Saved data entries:
• • • •
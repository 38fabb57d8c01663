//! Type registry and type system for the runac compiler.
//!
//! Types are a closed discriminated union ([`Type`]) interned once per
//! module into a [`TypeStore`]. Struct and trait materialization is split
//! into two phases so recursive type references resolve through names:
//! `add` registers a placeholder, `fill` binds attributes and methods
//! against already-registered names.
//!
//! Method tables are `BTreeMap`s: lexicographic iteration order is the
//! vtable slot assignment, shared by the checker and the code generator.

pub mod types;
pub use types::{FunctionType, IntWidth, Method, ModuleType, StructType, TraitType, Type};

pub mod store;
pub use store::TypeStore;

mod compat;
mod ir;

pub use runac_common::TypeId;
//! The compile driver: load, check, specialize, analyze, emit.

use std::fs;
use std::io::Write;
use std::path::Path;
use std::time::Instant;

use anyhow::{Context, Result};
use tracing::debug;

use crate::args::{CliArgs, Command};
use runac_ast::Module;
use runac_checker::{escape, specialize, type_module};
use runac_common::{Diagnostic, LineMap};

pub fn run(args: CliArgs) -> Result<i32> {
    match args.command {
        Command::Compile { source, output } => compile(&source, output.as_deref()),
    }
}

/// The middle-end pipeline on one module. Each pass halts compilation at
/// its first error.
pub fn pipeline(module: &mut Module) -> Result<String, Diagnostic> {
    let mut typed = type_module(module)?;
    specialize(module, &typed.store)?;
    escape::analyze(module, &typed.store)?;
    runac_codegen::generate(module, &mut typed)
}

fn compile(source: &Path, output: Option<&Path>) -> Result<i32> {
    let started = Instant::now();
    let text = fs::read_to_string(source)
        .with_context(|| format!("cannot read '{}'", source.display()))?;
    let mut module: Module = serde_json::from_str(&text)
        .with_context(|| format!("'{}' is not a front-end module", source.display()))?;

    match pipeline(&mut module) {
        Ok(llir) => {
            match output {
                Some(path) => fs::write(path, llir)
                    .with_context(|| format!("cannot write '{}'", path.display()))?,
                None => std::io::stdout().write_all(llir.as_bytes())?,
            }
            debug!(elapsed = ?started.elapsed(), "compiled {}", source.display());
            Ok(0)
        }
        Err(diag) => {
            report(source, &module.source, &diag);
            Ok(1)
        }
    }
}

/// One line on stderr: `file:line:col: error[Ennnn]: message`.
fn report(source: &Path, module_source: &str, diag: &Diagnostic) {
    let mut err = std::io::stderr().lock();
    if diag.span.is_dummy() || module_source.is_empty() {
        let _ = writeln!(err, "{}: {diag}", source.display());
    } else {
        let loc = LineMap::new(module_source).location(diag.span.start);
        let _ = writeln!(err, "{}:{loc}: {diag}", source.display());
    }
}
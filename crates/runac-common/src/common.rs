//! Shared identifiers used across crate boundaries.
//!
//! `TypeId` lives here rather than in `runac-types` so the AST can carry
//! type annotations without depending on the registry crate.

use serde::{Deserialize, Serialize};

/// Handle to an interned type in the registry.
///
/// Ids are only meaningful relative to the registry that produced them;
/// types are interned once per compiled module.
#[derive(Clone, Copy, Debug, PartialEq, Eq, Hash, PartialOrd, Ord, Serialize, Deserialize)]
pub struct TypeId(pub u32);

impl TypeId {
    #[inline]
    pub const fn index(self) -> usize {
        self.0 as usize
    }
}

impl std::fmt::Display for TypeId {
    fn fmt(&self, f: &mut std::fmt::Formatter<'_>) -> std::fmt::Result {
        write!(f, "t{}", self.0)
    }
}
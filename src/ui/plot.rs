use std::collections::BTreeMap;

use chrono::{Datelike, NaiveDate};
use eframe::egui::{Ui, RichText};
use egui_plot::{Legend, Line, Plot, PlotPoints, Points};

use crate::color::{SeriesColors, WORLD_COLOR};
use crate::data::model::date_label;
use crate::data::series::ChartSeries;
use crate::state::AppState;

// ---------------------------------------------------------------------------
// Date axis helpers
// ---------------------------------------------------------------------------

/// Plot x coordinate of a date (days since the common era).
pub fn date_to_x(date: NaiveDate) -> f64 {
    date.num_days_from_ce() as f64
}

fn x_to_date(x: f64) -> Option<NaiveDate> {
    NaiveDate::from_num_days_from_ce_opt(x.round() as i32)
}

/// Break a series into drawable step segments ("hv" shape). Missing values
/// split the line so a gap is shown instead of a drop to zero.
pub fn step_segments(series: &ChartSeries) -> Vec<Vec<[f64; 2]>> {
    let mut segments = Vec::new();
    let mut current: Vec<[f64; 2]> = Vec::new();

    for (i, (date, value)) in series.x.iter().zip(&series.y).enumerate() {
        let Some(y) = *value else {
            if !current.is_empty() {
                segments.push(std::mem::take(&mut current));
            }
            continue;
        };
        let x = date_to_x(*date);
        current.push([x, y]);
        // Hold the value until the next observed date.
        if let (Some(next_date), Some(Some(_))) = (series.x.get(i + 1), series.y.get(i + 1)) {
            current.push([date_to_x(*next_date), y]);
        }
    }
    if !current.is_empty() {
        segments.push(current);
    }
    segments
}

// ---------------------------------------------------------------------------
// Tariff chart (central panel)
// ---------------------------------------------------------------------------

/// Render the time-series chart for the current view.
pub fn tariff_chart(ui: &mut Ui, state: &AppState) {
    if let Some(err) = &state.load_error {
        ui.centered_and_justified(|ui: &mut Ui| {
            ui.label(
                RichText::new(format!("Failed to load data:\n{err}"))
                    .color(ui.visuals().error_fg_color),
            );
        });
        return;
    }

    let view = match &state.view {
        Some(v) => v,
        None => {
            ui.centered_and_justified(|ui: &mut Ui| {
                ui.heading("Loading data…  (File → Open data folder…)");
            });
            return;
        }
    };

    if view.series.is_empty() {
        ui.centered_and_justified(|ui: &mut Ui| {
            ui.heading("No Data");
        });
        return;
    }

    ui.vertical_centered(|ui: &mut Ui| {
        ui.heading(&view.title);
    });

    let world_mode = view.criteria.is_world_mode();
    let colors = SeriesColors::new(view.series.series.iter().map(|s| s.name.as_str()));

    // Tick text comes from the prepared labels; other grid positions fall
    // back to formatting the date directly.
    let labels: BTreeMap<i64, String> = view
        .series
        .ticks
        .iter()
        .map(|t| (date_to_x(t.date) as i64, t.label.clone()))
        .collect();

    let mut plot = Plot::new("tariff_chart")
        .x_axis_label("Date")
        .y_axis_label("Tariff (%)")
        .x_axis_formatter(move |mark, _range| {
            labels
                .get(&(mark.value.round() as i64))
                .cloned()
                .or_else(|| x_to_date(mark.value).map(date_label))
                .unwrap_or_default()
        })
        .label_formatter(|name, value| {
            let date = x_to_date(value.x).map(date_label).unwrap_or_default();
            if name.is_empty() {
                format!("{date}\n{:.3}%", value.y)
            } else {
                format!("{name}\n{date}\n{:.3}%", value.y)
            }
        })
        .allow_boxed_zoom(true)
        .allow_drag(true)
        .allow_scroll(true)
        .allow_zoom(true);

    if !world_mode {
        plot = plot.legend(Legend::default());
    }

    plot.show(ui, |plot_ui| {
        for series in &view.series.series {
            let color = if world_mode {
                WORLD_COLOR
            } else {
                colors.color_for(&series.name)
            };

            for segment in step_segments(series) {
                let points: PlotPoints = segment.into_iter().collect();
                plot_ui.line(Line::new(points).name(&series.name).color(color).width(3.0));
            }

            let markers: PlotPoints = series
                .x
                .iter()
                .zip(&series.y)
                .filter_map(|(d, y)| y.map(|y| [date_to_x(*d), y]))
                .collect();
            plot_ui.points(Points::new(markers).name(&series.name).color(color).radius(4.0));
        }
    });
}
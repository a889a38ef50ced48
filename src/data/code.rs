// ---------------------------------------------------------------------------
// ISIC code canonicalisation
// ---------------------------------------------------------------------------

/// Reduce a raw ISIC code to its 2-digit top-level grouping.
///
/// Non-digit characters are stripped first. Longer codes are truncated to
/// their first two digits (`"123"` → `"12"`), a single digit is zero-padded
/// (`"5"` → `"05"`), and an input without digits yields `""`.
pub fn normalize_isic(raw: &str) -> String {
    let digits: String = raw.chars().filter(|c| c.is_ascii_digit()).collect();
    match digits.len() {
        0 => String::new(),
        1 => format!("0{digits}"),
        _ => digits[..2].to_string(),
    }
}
• • • •
Goal of the exercise:
Line count for the string "LineMap": work it out from the records above and reply with the number alone.

Answer area:
2